Task to complete
Give back exactly the stretch of data below from the line holding "for i in -num_lines..=num_lines" through the line holding "for outline in", both ends included, and leave the remaining lines out.

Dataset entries
+ + +
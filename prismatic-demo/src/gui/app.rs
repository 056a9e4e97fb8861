use egui::{Color32, Pos2, Rect, Stroke};
use prismatic::{
    BounceSimulator, Color, LightSource, ObjectId, Ray, SimulationDesc, Trace, TraceStats, Vec2,
    World,
    math::{Vec2Ext, clamp_value, direction_from_angle, quantize},
};
use std::collections::VecDeque;
use std::f32::consts::PI;

use super::profiling;
use crate::scenes;

/// Object rotation snaps to this step while right-dragging.
const ROTATE_STEP: f32 = PI / 48.0;
/// Beam rotation per right click on empty space.
const BEAM_STEP: f32 = PI / 36.0;
/// Per-frame rotation while animating.
const SPIN_STEP: f32 = PI / 144.0;
const OUTLINE_RESOLUTION: usize = 64;
const HISTORY_LENGTH: usize = 240;
/// One frame at 60 Hz.
const FRAME_BUDGET_US: u64 = 16_667;

#[derive(Clone, Copy, PartialEq, Eq, Debug)]
enum BeamKind {
    Parallel,
    Radial,
}

enum Drag {
    Move {
        id: ObjectId,
        grab_offset: Vec2,
    },
    Rotate {
        id: ObjectId,
        start_angle: f32,
        start_heading: f32,
    },
}

pub struct PrismaticViewer {
    world: World,
    desc: SimulationDesc,
    trace: Trace,
    timing_history: VecDeque<TraceStats>,
    settings_error: Option<String>,
    grid_size: f32,

    // Beam state
    beam_kind: BeamKind,
    beam_origin: Vec2,
    beam_angle: f32,
    ray_count: usize,
    beam_width: f32,
    follow_pointer: bool,

    // UI state
    animate: bool,
    hovered: Option<ObjectId>,
    drag: Option<Drag>,
}

impl PrismaticViewer {
    pub fn new() -> Self {
        let world = scenes::showcase().unwrap_or_else(|err| {
            log::error!("Failed to build showcase scene: {}", err);
            World::new()
        });
        log::info!("Loaded scene with {} objects", world.len());

        let source = scenes::default_source();
        let center = source.beam.center();

        Self {
            world,
            desc: SimulationDesc::default(),
            trace: Trace::default(),
            timing_history: VecDeque::with_capacity(HISTORY_LENGTH),
            settings_error: None,
            grid_size: scenes::MODEL_HALF_SIZE,
            beam_kind: BeamKind::Parallel,
            beam_origin: center.origin(),
            beam_angle: center.direction().heading(),
            ray_count: source.beam.count(),
            beam_width: 0.4,
            follow_pointer: false,
            animate: false,
            hovered: None,
            drag: None,
        }
    }

    fn light_source(&self) -> LightSource {
        let center = Ray::new(self.beam_origin, direction_from_angle(self.beam_angle));
        match self.beam_kind {
            BeamKind::Parallel => {
                LightSource::parallel(center, self.ray_count, self.beam_width, Color::WHEAT)
            }
            BeamKind::Radial => LightSource::radial(center, self.ray_count, Color::WHEAT),
        }
    }

    fn retrace(&mut self) {
        let simulator = match BounceSimulator::new(self.desc.clone()) {
            Ok(simulator) => simulator,
            Err(err) => {
                if self.settings_error.is_none() {
                    log::warn!("Keeping previous trace: {}", err);
                }
                self.settings_error = Some(err.to_string());
                return;
            }
        };
        self.settings_error = None;
        self.trace = simulator.run(&self.world, &self.light_source());

        if self.timing_history.len() == HISTORY_LENGTH {
            self.timing_history.pop_front();
        }
        self.timing_history.push_back(self.trace.stats.clone());
    }

    fn scale(&self, rect: Rect) -> f32 {
        rect.width().min(rect.height()) / (self.grid_size * 2.0)
    }

    fn world_to_screen(&self, world_pos: Vec2, rect: Rect) -> Pos2 {
        // World: X right, Y up, origin at center
        let center = rect.center();
        let scale = self.scale(rect);

        Pos2::new(
            center.x + world_pos.x * scale,
            center.y - world_pos.y * scale, // Negative because screen Y goes down
        )
    }

    fn screen_to_world(&self, screen_pos: Pos2, rect: Rect) -> Vec2 {
        let center = rect.center();
        let scale = self.scale(rect);

        Vec2::new(
            (screen_pos.x - center.x) / scale,
            -(screen_pos.y - center.y) / scale,
        )
    }

    fn draw_grid(&self, ui: &mut egui::Ui, rect: Rect) {
        let painter = ui.painter();

        let grid_step = 1.0;
        let num_lines = (self.grid_size / grid_step) as i32;

        for i in -num_lines..=num_lines {
            let offset = i as f32 * grid_step;

            let top = self.world_to_screen(Vec2::new(offset, self.grid_size), rect);
            let bottom = self.world_to_screen(Vec2::new(offset, -self.grid_size), rect);
            painter.line_segment([top, bottom], Stroke::new(1.0, Color32::from_gray(50)));

            let left = self.world_to_screen(Vec2::new(-self.grid_size, offset), rect);
            let right = self.world_to_screen(Vec2::new(self.grid_size, offset), rect);
            painter.line_segment([left, right], Stroke::new(1.0, Color32::from_gray(50)));
        }
    }

    fn draw_objects(&self, ui: &mut egui::Ui, rect: Rect) {
        let painter = ui.painter();

        for (id, object) in self.world.iter() {
            let highlighted = self.hovered == Some(id) || self.dragged_object() == Some(id);
            let color = if highlighted {
                object.color.add_hue(0.12)
            } else {
                object.color
            };
            let fill = to_color32(color.with_alpha(0.35));
            let stroke = Stroke::new(if highlighted { 2.5 } else { 1.5 }, to_color32(color));

            for outline in object.outlines(OUTLINE_RESOLUTION) {
                let points: Vec<Pos2> = outline
                    .iter()
                    .map(|&point| self.world_to_screen(point, rect))
                    .collect();
                painter.add(egui::Shape::convex_polygon(points.clone(), fill, Stroke::NONE));
                painter.add(egui::Shape::closed_line(points, stroke));
            }
        }
    }

    fn draw_rays(&self, ui: &mut egui::Ui, rect: Rect) {
        let painter = ui.painter();

        for traced in &self.trace.rays {
            let start = self.world_to_screen(traced.ray.origin(), rect);
            let end = self.world_to_screen(traced.end_point(), rect);
            painter.line_segment([start, end], Stroke::new(1.0, to_color32(traced.color)));
        }

        let origin = self.world_to_screen(self.beam_origin, rect);
        painter.circle_filled(origin, 4.0, to_color32(Color::WHEAT));
        painter.circle_stroke(origin, 4.0, Stroke::new(1.0, Color32::WHITE));
    }

    fn dragged_object(&self) -> Option<ObjectId> {
        match self.drag {
            Some(Drag::Move { id, .. }) | Some(Drag::Rotate { id, .. }) => Some(id),
            None => None,
        }
    }

    fn handle_mouse_interaction(&mut self, ui: &mut egui::Ui, rect: Rect) {
        let response = ui.allocate_rect(rect, egui::Sense::click_and_drag());

        self.hovered = response
            .hover_pos()
            .and_then(|pos| self.world.pick(self.screen_to_world(pos, rect)));

        if self.follow_pointer && self.drag.is_none() {
            if let Some(pos) = response.hover_pos() {
                self.beam_origin = self.screen_to_world(pos, rect);
            }
        }

        if response.secondary_clicked() && self.hovered.is_none() {
            self.beam_angle = clamp_value(self.beam_angle + BEAM_STEP, -PI, PI, true);
        }

        if response.drag_started() {
            if let Some(pos) = response.interact_pointer_pos() {
                let pointer = self.screen_to_world(pos, rect);
                self.drag = self.world.pick(pointer).and_then(|id| {
                    let object = self.world.get(id)?;
                    if response.drag_started_by(egui::PointerButton::Secondary) {
                        Some(Drag::Rotate {
                            id,
                            start_angle: object.angle,
                            start_heading: (pointer - object.position).heading(),
                        })
                    } else {
                        Some(Drag::Move {
                            id,
                            grab_offset: object.position - pointer,
                        })
                    }
                });
                if let Some(id) = self.dragged_object() {
                    log::debug!("Started dragging {}", id);
                }
            }
        }

        if response.dragged() {
            if let Some(pos) = response.interact_pointer_pos() {
                let pointer = self.screen_to_world(pos, rect);
                let result = match self.drag {
                    Some(Drag::Move { id, grab_offset }) => {
                        self.world.set_position(id, pointer + grab_offset)
                    }
                    Some(Drag::Rotate {
                        id,
                        start_angle,
                        start_heading,
                    }) => match self.world.get(id) {
                        Some(object) => {
                            let heading = (pointer - object.position).heading();
                            let angle =
                                quantize(start_angle + heading - start_heading, ROTATE_STEP, 0.0);
                            self.world.set_angle(id, angle)
                        }
                        None => Ok(()),
                    },
                    None => Ok(()),
                };
                if let Err(err) = result {
                    log::warn!("Drag failed: {}", err);
                    self.drag = None;
                }
            }
        }

        if response.drag_stopped() {
            if let Some(id) = self.dragged_object() {
                log::debug!("Stopped dragging {}", id);
            }
            self.drag = None;
        }
    }

    fn draw_controls(&mut self, ui: &mut egui::Ui) {
        ui.heading("Beam");
        ui.horizontal(|ui| {
            ui.radio_value(&mut self.beam_kind, BeamKind::Parallel, "Parallel");
            ui.radio_value(&mut self.beam_kind, BeamKind::Radial, "Radial");
        });
        ui.add(egui::Slider::new(&mut self.ray_count, 1..=72).text("Rays"));
        if self.beam_kind == BeamKind::Parallel {
            ui.add(egui::Slider::new(&mut self.beam_width, 0.0..=3.0).text("Width"));
        }
        ui.add(
            egui::Slider::new(&mut self.beam_angle, -PI..=PI)
                .text("Angle")
                .smart_aim(false),
        );
        ui.checkbox(&mut self.follow_pointer, "Follow pointer");

        ui.add_space(10.0);
        ui.heading("Simulation");
        ui.add(egui::Slider::new(&mut self.desc.max_bounces, 0..=16).text("Max bounces"));
        ui.add(egui::Slider::new(&mut self.desc.refractive_index, 0.5..=2.5).text("Refractive index"));
        ui.add(egui::Slider::new(&mut self.desc.child_alpha, 0.0..=1.0).text("Child alpha"));
        if let Some(err) = &self.settings_error {
            ui.colored_label(Color32::RED, err);
        }
        ui.checkbox(&mut self.animate, "Animate (Space)");

        ui.horizontal(|ui| {
            if ui.button("Showcase").clicked() {
                self.load_scene(scenes::showcase());
            }
            if ui.button("Mirrors").clicked() {
                self.load_scene(scenes::facing_mirrors());
            }
        });

        ui.add_space(10.0);
        ui.separator();
        ui.label(format!(
            "Traced rays: {} ({} truncated)",
            self.trace.rays.len(),
            self.trace.stats.truncated
        ));

        if let Some(id) = self.hovered.or(self.dragged_object()) {
            if let Some(object) = self.world.get(id) {
                ui.group(|ui| {
                    ui.label(format!("{}", id));
                    for shape in object.shapes() {
                        ui.label(format!("  {}", shape));
                    }
                    ui.label(format!(
                        "  Pos: ({:.2}, {:.2})",
                        object.position.x, object.position.y
                    ));
                    ui.label(format!("  Angle: {:.1}°", object.angle.to_degrees()));
                });
            }
        }

        ui.add_space(10.0);
        profiling::draw_profiling_widget(ui, &self.timing_history, FRAME_BUDGET_US);
    }

    fn load_scene(&mut self, scene: prismatic::Result<World>) {
        match scene {
            Ok(world) => {
                log::info!("Loaded scene with {} objects", world.len());
                self.world = world;
                self.drag = None;
            }
            Err(err) => log::error!("Failed to build scene: {}", err),
        }
    }
}

fn to_color32(color: Color) -> Color32 {
    Color32::from_rgba_unmultiplied(color.r, color.g, color.b, color.a)
}

impl eframe::App for PrismaticViewer {
    fn update(&mut self, ctx: &egui::Context, _frame: &mut eframe::Frame) {
        if ctx.input(|i| i.key_pressed(egui::Key::Space)) {
            self.animate = !self.animate;
        }
        if self.animate && self.drag.is_none() {
            self.world.spin(SPIN_STEP);
        }

        // Right panel for controls
        egui::SidePanel::right("control_panel")
            .default_width(280.0)
            .show(ctx, |ui| {
                egui::ScrollArea::vertical().show(ui, |ui| {
                    self.draw_controls(ui);
                });
            });

        // Central panel for visualization
        egui::CentralPanel::default().show(ctx, |ui| {
            ui.heading("Prismatic Ray Viewer");
            ui.label("Left-drag moves a shape, right-drag rotates it, right-click empty space turns the beam");
            ui.separator();

            let available_size = ui.available_size();
            let size = available_size.x.min(available_size.y) - 20.0;
            let rect = Rect::from_center_size(
                ui.available_rect_before_wrap().center(),
                egui::Vec2::splat(size),
            );

            self.handle_mouse_interaction(ui, rect);
            self.retrace();

            self.draw_grid(ui, rect);
            self.draw_objects(ui, rect);
            self.draw_rays(ui, rect);
        });

        // Request continuous repaint for smooth interaction
        ctx.request_repaint();
    }
}
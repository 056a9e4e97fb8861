use std::f32::consts::TAU;
use std::fmt;

use crate::error::{PrismaticError, Result};
use crate::geometry::Ray;
use crate::math::{Vec2, clamp_value};
use crate::scene::{RayHit, RayTracer, SceneObject};

/// Selection token for an object in a [`World`].
///
/// Tokens are indices handed out by [`World::add`] and stay valid until
/// [`World::clear`].
#[derive(Debug, Clone, Copy, PartialEq, Eq, Hash, PartialOrd, Ord, Default)]
pub struct ObjectId(usize);

impl ObjectId {
    pub fn index(self) -> usize {
        self.0
    }
}

impl fmt::Display for ObjectId {
    fn fmt(&self, f: &mut fmt::Formatter<'_>) -> fmt::Result {
        write!(f, "ObjectId({})", self.0)
    }
}

/// The scene: an ordered list of objects that can be picked, moved and ray cast.
///
/// Object order matters: [`World::pick`] returns the first object containing
/// the point, and ray casts break exact distance ties in favour of earlier
/// objects.
#[derive(Debug, Clone, Default)]
pub struct World {
    objects: Vec<SceneObject>,
}

impl World {
    pub fn new() -> Self {
        Self::default()
    }

    /// Validates and adds an object, returning its token.
    pub fn add(&mut self, object: SceneObject) -> Result<ObjectId> {
        object.validate()?;
        let id = ObjectId(self.objects.len());
        log::debug!(
            "Added {} with {} shape(s) at {}",
            id,
            object.shapes().len(),
            object.position
        );
        self.objects.push(object);
        Ok(id)
    }

    pub fn clear(&mut self) {
        log::debug!("Cleared {} objects", self.objects.len());
        self.objects.clear();
    }

    pub fn len(&self) -> usize {
        self.objects.len()
    }

    pub fn is_empty(&self) -> bool {
        self.objects.is_empty()
    }

    pub fn objects(&self) -> &[SceneObject] {
        &self.objects
    }

    pub fn iter(&self) -> impl Iterator<Item = (ObjectId, &SceneObject)> {
        self.objects
            .iter()
            .enumerate()
            .map(|(i, object)| (ObjectId(i), object))
    }

    pub fn get(&self, id: ObjectId) -> Option<&SceneObject> {
        self.objects.get(id.0)
    }

    fn get_mut(&mut self, id: ObjectId) -> Result<&mut SceneObject> {
        self.objects
            .get_mut(id.0)
            .ok_or(PrismaticError::UnknownObject(id))
    }

    /// First object containing `point`.
    pub fn pick(&self, point: Vec2) -> Option<ObjectId> {
        self.iter()
            .find(|(_, object)| object.contains(point))
            .map(|(id, _)| id)
    }

    pub fn set_position(&mut self, id: ObjectId, position: Vec2) -> Result<()> {
        self.get_mut(id)?.position = position;
        Ok(())
    }

    /// Sets the object angle, wrapped into `[0, 2pi)`.
    pub fn set_angle(&mut self, id: ObjectId, angle: f32) -> Result<()> {
        self.get_mut(id)?.angle = clamp_value(angle, 0.0, TAU, true);
        Ok(())
    }

    pub fn translate(&mut self, id: ObjectId, offset: Vec2) -> Result<()> {
        let object = self.get_mut(id)?;
        object.position += offset;
        Ok(())
    }

    pub fn rotate(&mut self, id: ObjectId, delta: f32) -> Result<()> {
        let angle = self.get_mut(id)?.angle + delta;
        self.set_angle(id, angle)
    }

    /// Rotates every object by `delta`; one animation step.
    pub fn spin(&mut self, delta: f32) {
        for object in &mut self.objects {
            object.angle = clamp_value(object.angle + delta, 0.0, TAU, true);
        }
    }
}

impl RayTracer for World {
    fn cast_ray(&self, ray: &Ray, min_distance: f32, max_distance: f32) -> Option<RayHit> {
        let mut closest: Option<RayHit> = None;
        for (id, object) in self.iter() {
            let Some((t, intersection)) = object.hit_within(ray, min_distance) else {
                continue;
            };
            if t < max_distance && closest.is_none_or(|best| t < best.distance) {
                closest = Some(RayHit::new(
                    t,
                    id,
                    intersection.point,
                    intersection.normal,
                    object.color,
                ));
            }
        }
        closest
    }
}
+ + +
Result
        for i in -num_lines..=num_lines {
            let offset = i as f32 * grid_step;

            let top = self.world_to_screen(Vec2::new(offset, self.grid_size), rect);
            let bottom = self.world_to_screen(Vec2::new(offset, -self.grid_size), rect);
            painter.line_segment([top, bottom], Stroke::new(1.0, Color32::from_gray(50)));

            let left = self.world_to_screen(Vec2::new(-self.grid_size, offset), rect);
            let right = self.world_to_screen(Vec2::new(self.grid_size, offset), rect);
            painter.line_segment([left, right], Stroke::new(1.0, Color32::from_gray(50)));
        }
    }

    fn draw_objects(&self, ui: &mut egui::Ui, rect: Rect) {
        let painter = ui.painter();

        for (id, object) in self.world.iter() {
            let highlighted = self.hovered == Some(id) || self.dragged_object() == Some(id);
            let color = if highlighted {
                object.color.add_hue(0.12)
            } else {
                object.color
            };
            let fill = to_color32(color.with_alpha(0.35));
            let stroke = Stroke::new(if highlighted { 2.5 } else { 1.5 }, to_color32(color));

            for outline in object.outlines(OUTLINE_RESOLUTION) {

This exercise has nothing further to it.